Asthma is a chronic airway inflammatory disease, characterized by reversible airway obstruction, chronic airway inflammation, and airway hyper-responsiveness [89,90,91]. There are an emerging number of studies shown the correlations between airway microbiome and the incidence, severity or reactivity of corticosteroid medications of asthma [92,93,94,95]. Asthmatic patients harbored higher abundance of Proteobacteria and lower Bacteroidetes phylum compared to healthy control as evidenced from samples of bronchial epithelial brushings [96], and the sputum microbiota in severe asthma patients differs from healthy controls and non-severe asthmatics, with a significant correlation between Streptococcus spp. and eosinophilia in severe asthma patients [94]. Airway colonization with distinct specific bacteria were also associated with the severity of airways obstruction, neutrophilic airway inflammation [97] and corticosteroid resistance in asthma [98]. While the bacterial communities in airway inflammatory disease have been extensively studied, fungal microbiota is still poorly characterized.
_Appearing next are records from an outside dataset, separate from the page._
use std::sync::Arc;

use reqwest::Url;
use scraper::{Html, Selector};

use super::{same_host_links, SiteCrawler};
use crate::code::DELICA;
use crate::error::CrawlError;
use crate::extract::{compile, DetailExtractor, DetailSelectors, ProductExtractor, TileSelectors};
use crate::normalize::VendorProfile;

pub(super) const NAME: &str = "fire_mountain_gems";

const SEED_URL: &str = "https://www.firemountaingems.com/beads/beads-by-brand/miyuki/";

const SELECTORS: TileSelectors = TileSelectors {
    tile: ".product-tile",
    require: None,
    link: Some(".link"),
    name: Some("h3.name"),
    image: Some("img.tile-image"),
    price: Some(".pricebooks .pricebook:first-child .price"),
    next_page: Some("a.page-link-next"),
};

const DETAIL_SELECTORS: DetailSelectors = DetailSelectors {
    description: Some(".product-description"),
    spec_items: Some(".product-specs li"),
    spec_label: None,
    spec_value: None,
    images: Some(".product-image-thumbnails img"),
};

const PROFILE: VendorProfile = VendorProfile {
    brand_name: "Miyuki",
    codes: &DELICA,
    name_noise: &["Miyuki Delica"],
    name_suffixes: &["Product Title"],
};

/// Delica sub-category links under the Miyuki brand page.
const CATEGORY_LINKS: &str = r#"a[href*="/beads-by-brand/miyuki/"]"#;

/// Fire Mountain Gems' Miyuki brand listings.
#[derive(Debug)]
pub struct FireMountainGems {
    seed: Url,
    extractor: ProductExtractor,
    details: DetailExtractor,
    category_links: Selector,
}

pub(super) fn build() -> Result<Arc<dyn SiteCrawler>, CrawlError> {
    Ok(Arc::new(FireMountainGems::new()?))
}

impl FireMountainGems {
    /// # Errors
    ///
    /// Returns [`CrawlError`] if the built-in seed URL or selectors are invalid.
    pub fn new() -> Result<Self, CrawlError> {
        Self::with_seed(SEED_URL)
    }

    /// Same crawler rooted at a different seed, e.g. a local mirror.
    ///
    /// # Errors
    ///
    /// Returns [`CrawlError::InvalidSeedUrl`] if `seed` does not parse.
    pub fn with_seed(seed: &str) -> Result<Self, CrawlError> {
        let seed = Url::parse(seed).map_err(|e| CrawlError::InvalidSeedUrl {
            url: seed.to_string(),
            reason: e.to_string(),
        })?;
        Ok(Self {
            seed,
            extractor: ProductExtractor::new(&SELECTORS)?,
            details: DetailExtractor::new(&DETAIL_SELECTORS)?,
            category_links: compile(CATEGORY_LINKS)?,
        })
    }
}

impl SiteCrawler for FireMountainGems {
    fn name(&self) -> &'static str {
        NAME
    }

    fn seed_url(&self) -> &Url {
        &self.seed
    }

    fn discover(&self, seed: &Html, seed_url: &Url) -> Vec<Url> {
        same_host_links(seed, seed_url, &self.category_links, |url, _| {
            url.path().to_ascii_lowercase().contains("delica")
        })
    }

    fn extractor(&self) -> &ProductExtractor {
        &self.extractor
    }

    fn details(&self) -> Option<&DetailExtractor> {
        Some(&self.details)
    }

    fn profile(&self) -> &VendorProfile {
        &PROFILE
    }
}

#[cfg(test)]
mod tests {
    use super::*;
    use crate::taxonomy::TaxonomyCache;

    const BRAND_PAGE: &str = r#"
        <nav>
          <a href="/beads/beads-by-brand/miyuki/delica-11-0/">Delica 11/0</a>
          <a href="/beads/beads-by-brand/miyuki/delica-15-0/">Delica 15/0</a>
          <a href="/beads/beads-by-brand/miyuki/delica-11-0/#top">Delica 11/0 again</a>
          <a href="/beads/beads-by-brand/miyuki/round-seed/">Round seed</a>
          <a href="https://elsewhere.example.com/beads/beads-by-brand/miyuki/delica/">Offsite</a>
        </nav>
    "#;

    const LISTING: &str = r#"
        <div class="product-tile">
          <a class="link" href="/itemdetails/H20-1234BD">
            <img class="tile-image" src="https://cdn.firemountaingems.com/db-123.jpg">
            <h3 class="name">DB-123 Miyuki Delica Silver Lined Crystal
              Product Title</h3>
          </a>
          <div class="pricebooks">
            <div class="pricebook"><span class="price">$3.45</span></div>
            <div class="pricebook"><span class="price">$2.99</span></div>
          </div>
        </div>
        <a class="page-link-next" href="?start=24">Next</a>
    "#;

    #[test]
    fn discovers_delica_categories_once() {
        let crawler = FireMountainGems::new().unwrap();
        let doc = Html::parse_document(BRAND_PAGE);
        let found = crawler.discover(&doc, crawler.seed_url());
        let paths: Vec<&str> = found.iter().map(Url::path).collect();
        assert_eq!(
            paths,
            vec![
                "/beads/beads-by-brand/miyuki/delica-11-0/",
                "/beads/beads-by-brand/miyuki/delica-15-0/",
            ]
        );
    }

    #[test]
    fn parses_listing_tile_with_first_pricebook() {
        let crawler = FireMountainGems::new().unwrap();
        let doc = Html::parse_document(LISTING);
        let page_url = crawler.seed_url().clone();
        let tile = crawler
            .extractor()
            .tiles(&doc, &page_url)
            .next()
            .unwrap()
            .unwrap();
        let record = crawler
            .normalize(
                tile,
                &TaxonomyCache::new(["Crystal"], ["Silver Lined"]),
            )
            .unwrap();
        assert_eq!(record.name, "DB-123 Miyuki Delica Silver Lined Crystal");
        assert_eq!(record.product_code, "DB-123");
        assert_eq!(record.price.map(|p| p.to_string()).as_deref(), Some("3.45"));
        assert_eq!(
            record.source_url,
            "https://www.firemountaingems.com/itemdetails/H20-1234BD"
        );

        let next = crawler.extractor().next_pages(&doc, &page_url);
        assert_eq!(next.len(), 1);
        assert_eq!(next[0].query(), Some("start=24"));
    }
}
The analysis of induced sputum revealed that 90 fungal species were more abundant in asthmatics [99], of which members of genera Aspergillus and Penicillium were significantly associated with impaired post-bronchodilator expiratory volume in 1 s in asthmatics [100]. Severe asthmatics were characterized by enrichment of Aspergillus; the relative abundance of Aspergillus increased approximately 15-fold compared to mild asthmatics [101]. However, whether these organisms are cause or result of the pathophysiology or medications in asthma remains to be determined.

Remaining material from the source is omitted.